As shown in FIG. 1, a beam splitter 20 is provided on the back side of the output mirror 6. A waveform measuring instrument 21 is provided so that the reflected light from the beam splitter 20 is sent. As the waveform measuring device 21, photoelectric
There are tubes, photon drags, etc., and the output waveform of the reflected light is measured.
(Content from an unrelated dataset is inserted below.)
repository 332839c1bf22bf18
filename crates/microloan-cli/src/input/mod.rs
pub mod file;
pub mod stdin;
A digitizer 22 is connected to the waveform measuring instrument 21, and a computer 23 is connected to the digitizer 22. The digitizer 22 and the computer 23 constitute a feedback mechanism that determines a tuning state and sends out a signal for controlling the optical length of the laser resonator.

Claims (1)

[Claims] 1. A tuning control device arranged in a laser resonator using an injection lock method, wherein a waveform measuring device for measuring an output waveform of the laser and a tuning state are judged by the measured waveform. A feedback mechanism for sending a signal for controlling the optical length of the laser cavity, and an adjusting mechanism for adjusting the optical length of the laser cavity by the control signal An injection lock tuning control device characterized in that the mechanism judges the tuning state based on the magnitude of the amplitude of the waveform due to the beat.